::: Entries shown

//! Core types for the reconciler.

use std::fmt;
use std::time::Duration;

use converge_core::ResourceKey;
use either::Either;
use itertools::Itertools;
use serde::{Deserialize, Serialize};

/// Machine-readable failure code.
#[derive(Debug, Clone, Copy, PartialEq, Eq, Hash, Serialize, Deserialize)]
#[serde(rename_all = "snake_case")]
pub enum FailureKind {
    Conflict,
    Invalid,
    Forbidden,
    Unauthorized,
    RetriesExhausted,
    Cancelled,
}

impl FailureKind {
    pub const fn as_str(self) -> &'static str {
        match self {
            Self::Conflict => "conflict",
            Self::Invalid => "invalid",
            Self::Forbidden => "forbidden",
            Self::Unauthorized => "unauthorized",
            Self::RetriesExhausted => "retries_exhausted",
            Self::Cancelled => "cancelled",
        }
    }
}

impl fmt::Display for FailureKind {
    fn fmt(&self, f: &mut fmt::Formatter<'_>) -> fmt::Result {
        f.write_str(self.as_str())
    }
}

/// Why a key failed.
#[derive(Debug, Clone, PartialEq, Eq, Serialize, Deserialize)]
pub struct FailureReason {
    pub kind: FailureKind,
    pub message: String,
}

impl FailureReason {
    pub fn new(kind: FailureKind, message: impl Into<String>) -> Self {
        Self {
            kind,
            message: message.into(),
        }
    }

    pub fn cancelled() -> Self {
        Self::new(FailureKind::Cancelled, "pass cancelled")
    }
}

impl fmt::Display for FailureReason {
    fn fmt(&self, f: &mut fmt::Formatter<'_>) -> fmt::Result {
        write!(f, "{}: {}", self.kind, self.message)
    }
}

/// Terminal outcome for one key.
#[derive(Debug, Clone, PartialEq, Eq, Serialize, Deserialize)]
#[serde(tag = "outcome", rename_all = "snake_case")]
pub enum Outcome {
    Created,
    Updated,
    NoOp,
    Deleted,
    Failed(FailureReason),
}

impl Outcome {
    pub fn failed(kind: FailureKind, message: impl Into<String>) -> Self {
        Self::Failed(FailureReason::new(kind, message))
    }

    /// Whether the outcome changed the cluster.
    pub const fn is_write(&self) -> bool {
        matches!(self, Self::Created | Self::Updated | Self::Deleted)
    }

    pub const fn is_failed(&self) -> bool {
        matches!(self, Self::Failed(_))
    }

    pub const fn failure(&self) -> Option<&FailureReason> {
        match self {
            Self::Failed(reason) => Some(reason),
            _ => None,
        }
    }

    pub const fn label(&self) -> &'static str {
        match self {
            Self::Created => "created",
            Self::Updated => "updated",
            Self::NoOp => "noop",
            Self::Deleted => "deleted",
            Self::Failed(_) => "failed",
        }
    }
}

/// Result of reconciling one key.
#[derive(Debug, Clone, PartialEq, Eq, Serialize, Deserialize)]
pub struct ReconcileResult {
    pub key: ResourceKey,
    pub outcome: Outcome,
    /// Attempt number the key settled on, starting at 1. Zero when the task
    /// stopped before issuing any call.
    pub attempts: u32,
    pub elapsed: Duration,
}

impl ReconcileResult {
    pub const fn new(key: ResourceKey, outcome: Outcome, attempts: u32, elapsed: Duration) -> Self {
        Self {
            key,
            outcome,
            attempts,
            elapsed,
        }
    }
}

/// Outcome counts for one pass.
#[derive(Debug, Clone, Copy, Default, PartialEq, Eq, Serialize, Deserialize)]
pub struct OutcomeCounts {
    pub created: usize,
    pub updated: usize,
    pub noop: usize,
    pub deleted: usize,
    pub failed: usize,
}

impl OutcomeCounts {
    fn record(&mut self, outcome: &Outcome) {
        let slot = match outcome {
            Outcome::Created => &mut self.created,
            Outcome::Updated => &mut self.updated,
            Outcome::NoOp => &mut self.noop,
            Outcome::Deleted => &mut self.deleted,
            Outcome::Failed(_) => &mut self.failed,
        };
        *slot = slot.saturating_add(1);
    }

    pub const fn writes(&self) -> usize {
        self.created
            .saturating_add(self.updated)
            .saturating_add(self.deleted)
    }
}

/// Everything one pass produced.
#[derive(Debug, Clone, PartialEq, Eq, Serialize, Deserialize)]
pub struct PassSummary {
    pub results: Vec<ReconcileResult>,
    /// Keys whose task was superseded by a newer task for the same key.
    pub superseded: Vec<ResourceKey>,
    pub cancelled: bool,
    pub counts: OutcomeCounts,
    pub elapsed: Duration,
}

impl PassSummary {
    /// Create a new pass summary.
    pub fn new(
        results: Vec<ReconcileResult>,
        superseded: Vec<ResourceKey>,
        cancelled: bool,
        elapsed: Duration,
    ) -> Self {
        let counts = results.iter().fold(OutcomeCounts::default(), |mut acc, r| {
            acc.record(&r.outcome);
            acc
        });
        Self {
            results,
            superseded,
            cancelled,
            counts,
            elapsed,
        }
    }

    /// True when the pass completed and nothing needed changing.
    pub fn converged(&self) -> bool {
        !self.cancelled && self.counts.writes() == 0 && self.counts.failed == 0
    }

    pub fn result_for(&self, key: &ResourceKey) -> Option<&ReconcileResult> {
        self.results.iter().find(|r| &r.key == key)
    }

    pub fn outcome_for(&self, key: &ResourceKey) -> Option<&Outcome> {
        self.result_for(key).map(|r| &r.outcome)
    }

    /// Split results into settled keys and failures.
    pub fn partition(&self) -> (Vec<&ReconcileResult>, Vec<(&ResourceKey, &FailureReason)>) {
        self.results.iter().partition_map(|r| match &r.outcome {
            Outcome::Failed(reason) => Either::Right((&r.key, reason)),
            _ => Either::Left(r),
        })
    }

    /// Render the summary as JSON, for reports written by the control loop.
    ///
    /// # Errors
    ///
    /// Returns the serialization error, which only a broken writer produces.
    pub fn to_json(&self) -> serde_json::Result<String> {
        serde_json::to_string_pretty(self)
    }
}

::::::

#### [Work order]
Copy out the entire listing exactly.

#### [Solution for this problem]
//! Core types for the reconciler.

use std::fmt;
use std::time::Duration;

use converge_core::ResourceKey;
use either::Either;
use itertools::Itertools;
use serde::{Deserialize, Serialize};

/// Machine-readable failure code.
#[derive(Debug, Clone, Copy, PartialEq, Eq, Hash, Serialize, Deserialize)]
#[serde(rename_all = "snake_case")]
pub enum FailureKind {
    Conflict,
    Invalid,
    Forbidden,
    Unauthorized,
    RetriesExhausted,
    Cancelled,
}

impl FailureKind {
    pub const fn as_str(self) -> &'static str {
        match self {
            Self::Conflict => "conflict",
            Self::Invalid => "invalid",
            Self::Forbidden => "forbidden",
            Self::Unauthorized => "unauthorized",
            Self::RetriesExhausted => "retries_exhausted",
            Self::Cancelled => "cancelled",
        }
    }
}

impl fmt::Display for FailureKind {
    fn fmt(&self, f: &mut fmt::Formatter<'_>) -> fmt::Result {
        f.write_str(self.as_str())
    }
}

/// Why a key failed.
#[derive(Debug, Clone, PartialEq, Eq, Serialize, Deserialize)]
pub struct FailureReason {
    pub kind: FailureKind,
    pub message: String,
}

impl FailureReason {
    pub fn new(kind: FailureKind, message: impl Into<String>) -> Self {
        Self {
            kind,
            message: message.into(),
        }
    }

    pub fn cancelled() -> Self {
        Self::new(FailureKind::Cancelled, "pass cancelled")
    }
}

impl fmt::Display for FailureReason {
    fn fmt(&self, f: &mut fmt::Formatter<'_>) -> fmt::Result {
        write!(f, "{}: {}", self.kind, self.message)
    }
}

/// Terminal outcome for one key.
#[derive(Debug, Clone, PartialEq, Eq, Serialize, Deserialize)]
#[serde(tag = "outcome", rename_all = "snake_case")]
pub enum Outcome {
    Created,
    Updated,
    NoOp,
    Deleted,
    Failed(FailureReason),
}

impl Outcome {
    pub fn failed(kind: FailureKind, message: impl Into<String>) -> Self {
        Self::Failed(FailureReason::new(kind, message))
    }

    /// Whether the outcome changed the cluster.
    pub const fn is_write(&self) -> bool {
        matches!(self, Self::Created | Self::Updated | Self::Deleted)
    }

    pub const fn is_failed(&self) -> bool {
        matches!(self, Self::Failed(_))
    }

    pub const fn failure(&self) -> Option<&FailureReason> {
        match self {
            Self::Failed(reason) => Some(reason),
            _ => None,
        }
    }

    pub const fn label(&self) -> &'static str {
        match self {
            Self::Created => "created",
            Self::Updated => "updated",
            Self::NoOp => "noop",
            Self::Deleted => "deleted",
            Self::Failed(_) => "failed",
        }
    }
}

/// Result of reconciling one key.
#[derive(Debug, Clone, PartialEq, Eq, Serialize, Deserialize)]
pub struct ReconcileResult {
    pub key: ResourceKey,
    pub outcome: Outcome,
    /// Attempt number the key settled on, starting at 1. Zero when the task
    /// stopped before issuing any call.
    pub attempts: u32,
    pub elapsed: Duration,
}

impl ReconcileResult {
    pub const fn new(key: ResourceKey, outcome: Outcome, attempts: u32, elapsed: Duration) -> Self {
        Self {
            key,
            outcome,
            attempts,
            elapsed,
        }
    }
}

/// Outcome counts for one pass.
#[derive(Debug, Clone, Copy, Default, PartialEq, Eq, Serialize, Deserialize)]
pub struct OutcomeCounts {
    pub created: usize,
    pub updated: usize,
    pub noop: usize,
    pub deleted: usize,
    pub failed: usize,
}

impl OutcomeCounts {
    fn record(&mut self, outcome: &Outcome) {
        let slot = match outcome {
            Outcome::Created => &mut self.created,
            Outcome::Updated => &mut self.updated,
            Outcome::NoOp => &mut self.noop,
            Outcome::Deleted => &mut self.deleted,
            Outcome::Failed(_) => &mut self.failed,
        };
        *slot = slot.saturating_add(1);
    }

    pub const fn writes(&self) -> usize {
        self.created
            .saturating_add(self.updated)
            .saturating_add(self.deleted)
    }
}

/// Everything one pass produced.
#[derive(Debug, Clone, PartialEq, Eq, Serialize, Deserialize)]
pub struct PassSummary {
    pub results: Vec<ReconcileResult>,
    /// Keys whose task was superseded by a newer task for the same key.
    pub superseded: Vec<ResourceKey>,
    pub cancelled: bool,
    pub counts: OutcomeCounts,
    pub elapsed: Duration,
}

impl PassSummary {
    /// Create a new pass summary.
    pub fn new(
        results: Vec<ReconcileResult>,
        superseded: Vec<ResourceKey>,
        cancelled: bool,
        elapsed: Duration,
    ) -> Self {
        let counts = results.iter().fold(OutcomeCounts::default(), |mut acc, r| {
            acc.record(&r.outcome);
            acc
        });
        Self {
            results,
            superseded,
            cancelled,
            counts,
            elapsed,
        }
    }

    /// True when the pass completed and nothing needed changing.
    pub fn converged(&self) -> bool {
        !self.cancelled && self.counts.writes() == 0 && self.counts.failed == 0
    }

    pub fn result_for(&self, key: &ResourceKey) -> Option<&ReconcileResult> {
        self.results.iter().find(|r| &r.key == key)
    }

    pub fn outcome_for(&self, key: &ResourceKey) -> Option<&Outcome> {
        self.result_for(key).map(|r| &r.outcome)
    }

    /// Split results into settled keys and failures.
    pub fn partition(&self) -> (Vec<&ReconcileResult>, Vec<(&ResourceKey, &FailureReason)>) {
        self.results.iter().partition_map(|r| match &r.outcome {
            Outcome::Failed(reason) => Either::Right((&r.key, reason)),
            _ => Either::Left(r),
        })
    }

    /// Render the summary as JSON, for reports written by the control loop.
    ///
    /// # Errors
    ///
    /// Returns the serialization error, which only a broken writer produces.
    pub fn to_json(&self) -> serde_json::Result<String> {
        serde_json::to_string_pretty(self)
    }
}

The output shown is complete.